| > Just being in a hospital bed for one night without anything being done costs $3000/night No, it doesn't. It costs whatever you can negotiate it to cost. I've been without insurance; one experience isn't data, but in my experience just telling the hospital you haven't got insurance is, again, good for 90+% off by itself. https://www.cnbc.com/2020/10/28/you-can-negotiate-your-medic... Hospitals (ed: non-profit ones, but I'm pretty sure similar rules apply elsewhere) in particular are required by federal law to have 'well-publicized' financial assistance policies. https://www.irs.gov/charities-non-profits/financial-assistan... > Its literally a machine that kills people to maximize profit. If that were true it would do a good job of maximizing profit. It's not even that good. Healthcare margins in the U.S. are 0.7%, which sucks. If you're the proverbial evil billionaire or whatever you'd rather own almost anything else. https://www.nadapayments.com/blog/what-is-the-average-profit... The whole reason I started this thread is because it bugs me when we attribute to malice what is obviously stupidity. |
That's a really surreal proposition. People who are sick cannot 'negotiate' anything. People who are recently treated and are recovering from an illness are the same. Something that is life-critical cannot be up for negotiation to start with, but lets allow it for argument's sake.
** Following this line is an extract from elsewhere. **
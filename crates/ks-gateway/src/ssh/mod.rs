//! SSH shell transport

mod client;

pub use client::{RusshConnection, RusshTransport};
What if you 'negotiate' and the hospital and the insurance company just reject? Do you have pockets deep enough to fight with their lawyers for years? Do you have the time? One person against corporate behemoths. That defies logic.
> If that were true it would do a good job of maximizing profit
It does. It keeps both the availability of doctors and hospital beds to create artificial scarcity. It does vertical integration and ensures that whatever you do in healthcare ranging from getting insurance to going to hospital, from medicines to secondary care stays within the corporate shareholdership network that owns the entire conglomerate.
> when we attribute to malice what is obviously stupidity.
The reason that the system gets away with murdering people for profit is that people attribute to stupidity what should be attributed to malice. If large corporations are killing people for profit like they are, malice should be attributed to the actions of all the upper echelons of the corporate world rather than any kind of incompetence.